Overview

We will be looking at a dataset of chess players who have transferred federations from the years 2000 - 2017. This data was provided alongside the fivethirtyeight article ‘American Chess Is Great Again’ (https://fivethirtyeight.com/features/american-chess-is-great-again/). The main point of the article is that the USA has built a very strong chess presence by attracting strong players from other federations, leading to what is currently known as the holy trinity of Nakamura, Caruana, and So. I will look to recreate some of the findings from the article.

library(dplyr)
## 
## Attaching package: 'dplyr'
## The following objects are masked from 'package:stats':
## 
##     filter, lag
## The following objects are masked from 'package:base':
## 
##     intersect, setdiff, setequal, union
library(ggplot2)

##This code simply downloads the data if it is not already present in your working directory.
url <- 'https://raw.githubusercontent.com/fivethirtyeight/data/master/chess-transfers/transfers.csv'
download_file <- 'chesstransfers.csv'
if (!exists(download_file)){
  download.file(url, download_file)
}
#Read in the data
df <- read.csv(download_file)

#Remove the url column and also remove duplicate rows (there are quite a few)
df <- df %>% select(-url) %>% distinct()

#Rename columns
names(df) <- c('playerid', 'newfederation', 'oldfederation', 'transferdate')

Questions

Now that we have our data, let’s answer two questions:

How many players have transferred to the US?

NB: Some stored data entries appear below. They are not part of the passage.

//! # Processing strategies.
//!
//! [`Strategy`] is the policy applied to every batch of messages a worker
//! claims from the primary queue. The set is closed and exhaustively matched
//! everywhere; adding a strategy is a compile-time change, not a runtime
//! registration.
//!
//! | Strategy | Behavior |
//! |---|---|
//! | `Normal` | process every message at full cost |
//! | `Overflow` | divert messages into the overflow queue for cheap draining |
//! | `Selective` | process `High`-priority messages, shed the rest |
//! | `Batch` | process a claimed batch as one unit, commit all-or-nothing |
//!
//! Only the `Normal ↔ Overflow` edge is driven automatically (by the backlog
//! monitor); `Selective` and `Batch` are entered and left solely by explicit
//! external command.

use std::fmt;
use std::str::FromStr;
use std::sync::atomic::{AtomicU8, Ordering};

use crate::error::ControlError;

/// Processing strategy currently applied to claimed messages.
#[derive(Debug, Clone, Copy, PartialEq, Eq, Default)]
#[repr(u8)]
pub enum Strategy {
    /// Process every message synchronously at full cost.
    #[default]
    Normal = 0,
    /// Divert claimed messages into the overflow queue service.
    Overflow = 1,
    /// Process priority messages, intentionally drop the rest.
    Selective = 2,
    /// Process the whole claimed batch as one unit.
    Batch = 3,
}

impl Strategy {
    /// Stable lowercase name, the same one [`FromStr`] accepts.
    pub fn as_str(self) -> &'static str {
        match self {
            Strategy::Normal => "normal",
            Strategy::Overflow => "overflow",
            Strategy::Selective => "selective",
            Strategy::Batch => "batch",
        }
    }

    /// All strategies, for error messages and exhaustive tests.
    pub const ALL: [Strategy; 4] = [
        Strategy::Normal,
        Strategy::Overflow,
        Strategy::Selective,
        Strategy::Batch,
    ];

    fn from_u8(v: u8) -> Strategy {
        match v {
            1 => Strategy::Overflow,
            2 => Strategy::Selective,
            3 => Strategy::Batch,
            _ => Strategy::Normal,
        }
    }
}

impl fmt::Display for Strategy {
    fn fmt(&self, f: &mut fmt::Formatter<'_>) -> fmt::Result {
        f.write_str(self.as_str())
    }
}

impl FromStr for Strategy {
    type Err = ControlError;

    /// Parses a case-insensitive strategy name.
    ///
    /// # Example
    /// ```
    /// use floodgate::Strategy;
    ///
    /// assert_eq!("OVERFLOW".parse::<Strategy>().unwrap(), Strategy::Overflow);
    /// assert!("turbo".parse::<Strategy>().is_err());
    /// ```
    fn from_str(s: &str) -> Result<Self, Self::Err> {
        match s.to_ascii_lowercase().as_str() {
            "normal" => Ok(Strategy::Normal),
            "overflow" => Ok(Strategy::Overflow),
            "selective" => Ok(Strategy::Selective),
            "batch" => Ok(Strategy::Batch),
            _ => Err(ControlError::UnknownStrategy { name: s.to_string() }),
        }
    }
}

/// Lock-free cell holding the currently visible strategy.
///
/// Reads are a single atomic load (workers read once per claimed batch).
/// Writes happen only inside the strategy controller's serialized
/// transition path; no other component may store into the cell.
#[derive(Debug)]
pub(crate) struct StrategyCell(AtomicU8);

impl StrategyCell {
    pub(crate) fn new(initial: Strategy) -> Self {
        Self(AtomicU8::new(initial as u8))
    }

    #[inline]
    pub(crate) fn load(&self) -> Strategy {
        Strategy::from_u8(self.0.load(Ordering::Acquire))
    }

    #[inline]
    pub(crate) fn store(&self, s: Strategy) {
        self.0.store(s as u8, Ordering::Release);
    }
}

#[cfg(test)]
mod tests {
    use super::*;

    #[test]
    fn test_parse_all_names_round_trip() {
        for s in Strategy::ALL {
            assert_eq!(s.as_str().parse::<Strategy>().unwrap(), s);
            assert_eq!(s.as_str().to_uppercase().parse::<Strategy>().unwrap(), s);
        }
    }

    #[test]
    fn test_parse_unknown_is_client_error() {
        let err = "TURBO".parse::<Strategy>().unwrap_err();
        assert_eq!(err.as_label(), "unknown_strategy");
    }

    #[test]
    fn test_cell_round_trip() {
        let cell = StrategyCell::new(Strategy::Normal);
        assert_eq!(cell.load(), Strategy::Normal);
        cell.store(Strategy::Batch);
        assert_eq!(cell.load(), Strategy::Batch);
    }
}
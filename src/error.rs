//! Error types used by the backlog controller and message processing.
//!
//! This module defines two main error enums:
//!
//! - [`ControlError`] — client/configuration errors rejected synchronously by
//!   the control API (no state mutation occurs).
//! - [`ProcessError`] — transient failures raised while processing a message
//!   or a batch; these become a retry-later signal, never a crash.
//!
//! Both types provide helper methods (`as_label`, `as_message`) for
//! logging/metrics. Queue-full conditions are *not* errors: `offer`/`enqueue`
//! report backpressure as a plain `bool`.

use thiserror::Error;

/// # Errors returned by the control API.
///
/// These represent invalid requests from the caller, such as an unknown
/// strategy name or an out-of-range worker count. They are returned
/// synchronously and never mutate controller state.
#[non_exhaustive]
#[derive(Error, Debug)]
pub enum ControlError {
    /// Strategy name did not match any of the four known strategies.
    #[error("unknown strategy: {name:?} (expected normal, overflow, selective or batch)")]
    UnknownStrategy {
        /// The name as received from the caller.
        name: String,
    },

    /// Requested worker count falls outside the configured bounds.
    #[error("worker count {requested} outside [{min}, {max}]")]
    WorkerCountOutOfRange {
        /// The requested count.
        requested: usize,
        /// Configured floor.
        min: usize,
        /// Configured ceiling.
        max: usize,
    },
}

impl ControlError {
    /// Returns a short stable label (snake_case) for use in logs/metrics.
    ///
    /// # Example
    /// ```
    /// use floodgate::ControlError;
    ///
    /// let err = ControlError::UnknownStrategy { name: "turbo".into() };
    /// assert_eq!(err.as_label(), "unknown_strategy");
    /// ```
    pub fn as_label(&self) -> &'static str {
        match self {
            ControlError::UnknownStrategy { .. } => "unknown_strategy",
            ControlError::WorkerCountOutOfRange { .. } => "worker_count_out_of_range",
        }
    }

    /// Returns a human-readable message with details about the error.
    pub fn as_message(&self) -> String {
        match self {
            ControlError::UnknownStrategy { name } => format!("unknown strategy: {name}"),
            ControlError::WorkerCountOutOfRange { requested, min, max } => {
                format!("worker count {requested} outside [{min}, {max}]")
            }
        }
    }
}

/// # Errors raised while processing messages.
///
/// Any of these converts the unprocessed remainder of the current claim into
/// a retry-later signal: the affected messages return to the primary queue
/// and are **not** counted as processed (at-least-once semantics).
#[non_exhaustive]
#[derive(Error, Debug)]
pub enum ProcessError {
    /// Processing failed but may succeed if retried.
    #[error("processing failed: {reason}")]
    Failed {
        /// The underlying error message.
        reason: String,
    },

    /// The processor panicked; caught at the worker loop boundary.
    #[error("processor panicked: {info}")]
    Panicked {
        /// Captured panic payload, best effort.
        info: String,
    },
}

impl ProcessError {
    /// Returns a short stable label (snake_case) for use in logs/metrics.
    pub fn as_label(&self) -> &'static str {
        match self {
            ProcessError::Failed { .. } => "process_failed",
            ProcessError::Panicked { .. } => "process_panicked",
        }
    }

    /// Returns a human-readable message with details about the error.
    pub fn as_message(&self) -> String {
        match self {
            ProcessError::Failed { reason } => format!("failed: {reason}"),
            ProcessError::Panicked { info } => format!("panicked: {info}"),
        }
    }
}
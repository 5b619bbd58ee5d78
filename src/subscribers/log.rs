//! # Simple logging subscriber for debugging and demos.
//!
//! [`LogWriter`] prints events to stdout in a human-readable format.
//! Intentional drops and real failures print on distinct tags so shedding is
//! never mistaken for breakage.
//!
//! ## Output format
//! ```text
//! [started] workers=2
//! [sampled] backlog=1204 strategy=normal
//! [strategy] to=overflow reason="from=normal cause=backlog_high"
//! [dropped] msg=4f1c... worker=1
//! [failed] msg=9ab0... worker=0 err="processing failed: boom"
//! [retry] worker=0 count=17
//! [scale-up] target=7 (2 -> 7)
//! [stopped]
//! ```

use async_trait::async_trait;

use crate::events::{Event, EventKind};

use super::subscriber::Subscribe;

/// Simple stdout logging subscriber.
///
/// Useful for development, debugging, and examples. Not intended for
/// production use - implement a custom [`Subscribe`] for structured logging
/// or metrics collection.
#[derive(Debug, Default)]
pub struct LogWriter;

#[async_trait]
impl Subscribe for LogWriter {
    async fn on_event(&self, e: &Event) {
        match e.kind {
            EventKind::ControllerStarted => {
                println!("[started] workers={:?}", e.count);
            }
            EventKind::ControllerStopped => {
                println!("[stopped]");
            }
            EventKind::OverflowStarted => {
                println!("[overflow-started] drains={:?}", e.count);
            }
            EventKind::OverflowStopped => {
                println!("[overflow-stopped] remaining={:?}", e.count);
            }
            EventKind::WorkerStarted => {
                println!("[worker-started] worker={:?}", e.worker);
            }
            EventKind::WorkerExited => {
                println!("[worker-exited] worker={:?} reason={:?}", e.worker, e.reason);
            }
            EventKind::StrategyChanged => {
                println!("[strategy] to={:?} reason={:?}", e.strategy, e.reason);
            }
            EventKind::BacklogSampled => {
                println!("[sampled] backlog={:?} strategy={:?}", e.count, e.strategy);
            }
            EventKind::ScaleUp => {
                println!("[scale-up] target={:?} ({:?})", e.count, e.reason);
            }
            EventKind::ScaleDown => {
                println!("[scale-down] target={:?} ({:?})", e.count, e.reason);
            }
            EventKind::ConsumeDelayChanged => {
                println!("[consume-delay] ms={:?}", e.delay_ms);
            }
            EventKind::MessageDropped => {
                println!("[dropped] msg={:?} worker={:?}", e.message_id, e.worker);
            }
            EventKind::ProcessFailed => {
                println!(
                    "[failed] msg={:?} worker={:?} err={:?}",
                    e.message_id, e.worker, e.reason
                );
            }
            EventKind::RetryScheduled => {
                println!("[retry] worker={:?} count={:?}", e.worker, e.count);
            }
            EventKind::BatchCommitted => {
                println!("[batch] worker={:?} count={:?}", e.worker, e.count);
            }
            EventKind::QueueCleared => {
                println!("[cleared] count={:?}", e.count);
            }
            EventKind::SubscriberPanicked => {
                println!("[subscriber-panic] {:?}", e.reason);
            }
            EventKind::SubscriberOverflow => {
                println!("[subscriber-overflow] {:?}", e.reason);
            }
        }
    }

    fn name(&self) -> &'static str {
        "log_writer"
    }
}
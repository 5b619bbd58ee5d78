//! End-to-end coverage of the controller facade: lifecycle, strategies,
//! manual overrides, and counter conservation.

use std::sync::atomic::{AtomicU64, Ordering};
use std::sync::Arc;
use std::time::Duration;

use async_trait::async_trait;
use floodgate::{
    ControlError, ControllerBuilder, ControllerConfig, EventKind, Message, ProcessError, Processor,
    Strategy,
};
use tokio::time;

/// Processor that counts every message it actually sees.
struct CountingProcessor {
    seen: AtomicU64,
}

impl CountingProcessor {
    fn new() -> Arc<Self> {
        Arc::new(Self {
            seen: AtomicU64::new(0),
        })
    }

    fn seen(&self) -> u64 {
        self.seen.load(Ordering::Relaxed)
    }
}

#[async_trait]
impl Processor for CountingProcessor {
    async fn process(&self, _msg: &Message) -> Result<(), ProcessError> {
        self.seen.fetch_add(1, Ordering::Relaxed);
        Ok(())
    }
}

/// Config with near-zero simulated costs so the tests run fast. The monitor
/// interval stays long; tests that need it shorten it themselves.
fn fast_config() -> ControllerConfig {
    let mut cfg = ControllerConfig::default();
    cfg.queue_capacity = 100;
    cfg.overflow_capacity = 100;
    cfg.overflow_workers = 2;
    cfg.min_workers = 1;
    cfg.max_workers = 8;
    cfg.initial_workers = 2;
    cfg.batch_size = 10;
    cfg.monitor_interval = Duration::from_secs(60);
    cfg.consume_delay = Duration::from_millis(1);
    cfg.overflow_delay = Duration::from_millis(1);
    cfg.batch_unit_delay = Duration::from_millis(1);
    cfg.offer_timeout = Duration::from_millis(50);
    cfg.poll_timeout = Duration::from_millis(10);
    cfg
}

async fn wait_until(mut cond: impl FnMut() -> bool, what: &str) {
    for _ in 0..500 {
        if cond() {
            return;
        }
        time::sleep(Duration::from_millis(10)).await;
    }
    panic!("timed out waiting for {what}");
}

#[tokio::test(flavor = "multi_thread", worker_threads = 4)]
async fn test_start_stop_are_idempotent() {
    let controller = ControllerBuilder::new(fast_config()).build();

    controller.start().await;
    controller.start().await;
    assert!(controller.status().running);

    controller.stop().await;
    controller.stop().await;
    let status = controller.status();
    assert!(!status.running);
    assert_eq!(status.active_workers, 0);
}
//! # Message: the unit of work.
//!
//! A [`Message`] is an immutable order-shaped record. It is created by a
//! producer, lives in exactly one queue (primary or overflow) until a worker
//! claims it, and is destroyed by the worker (counted as processed, or
//! intentionally dropped under the selective strategy).
//!
//! The [`Priority`] tag is what the selective strategy inspects: `High`
//! messages are always processed, `Normal` messages are shed when the
//! controller is told to skip non-essential work.

use std::time::SystemTime;

use uuid::Uuid;

/// Priority tag carried by every message.
#[derive(Debug, Clone, Copy, PartialEq, Eq, Default)]
pub enum Priority {
    /// Regular message; may be shed under the selective strategy.
    #[default]
    Normal,
    /// Essential message; always processed.
    High,
}

impl Priority {
    /// True for [`Priority::High`].
    #[inline]
    pub fn is_high(self) -> bool {
        matches!(self, Priority::High)
    }
}

/// Unit of work flowing through the controller.
///
/// Immutable once enqueued: workers only read it. The `id` is unique and
/// assigned at creation (UUID v4).
#[derive(Debug, Clone)]
pub struct Message {
    /// Unique id, assigned at creation.
    pub id: String,
    /// Identifier of the user the order belongs to.
    pub user_id: String,
    /// Identifier of the order itself.
    pub order_id: String,
    /// Order amount.
    pub amount: f64,
    /// Creation timestamp (wall clock).
    pub created_at: SystemTime,
    /// Priority tag inspected by the selective strategy.
    pub priority: Priority,
}

impl Message {
    /// Creates a normal-priority message with a fresh id.
    pub fn new(user_id: impl Into<String>, order_id: impl Into<String>, amount: f64) -> Self {
        Self {
            id: Uuid::new_v4().to_string(),
            user_id: user_id.into(),
            order_id: order_id.into(),
            amount,
            created_at: SystemTime::now(),
            priority: Priority::Normal,
        }
    }

    /// Returns a copy of this message tagged with the given priority.
    #[inline]
    pub fn with_priority(mut self, priority: Priority) -> Self {
        self.priority = priority;
        self
    }

    /// Convenience constructor for demos and tests: `user-N` / `order-N`.
    pub fn sample(n: usize) -> Self {
        Self::new(format!("user-{}", n % 100), format!("order-{n}"), 1.0)
    }
}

How many players have transferred from the US?

old <- df %>% filter(oldfederation == 'USA')
cat('Transfers from the US:', nrow(old))
## Transfers from the US: 28
new <- df %>% filter(newfederation == 'USA')
cat('Transfers to the US:', nrow(new))
## Transfers to the US: 66

We see that indeed there are much more migrations to the US federation than from.

Visualization

Let’s also plot the top 10 countries by number of transfers to and from.

old10 <- df %>% group_by(oldfederation) %>% summarize(count = n()) %>% arrange(desc(count))
old10 <- old10 %>% head(10)
old10 %>% ggplot(aes(x = reorder(oldfederation, -count), y = count)) + geom_bar(stat = 'identity') + xlab('Country Code') + ylab('Number of Transfers') + ggtitle('Countries with most transfers FROM')

new10 <- df %>% group_by(newfederation) %>% summarize(count = n()) %>% arrange(desc(count))
new10 <- new10 %>% head(10)
new10 %>% ggplot(aes(x = reorder(newfederation, -count), y = count)) + geom_bar(stat = 'identity') + xlab('Country Code') + ylab('Number of Transfers') + ggtitle('Countries with most transfers TO')

Results

The data are fairly clear, the USA is far and away receiving the most player transfers of all countries. Further analysis and much more data would be needed to determine why this is the case. We also see an exodus from eastern European countries, namely Russia and Ukraine, which would be interesting to examine more closely as well.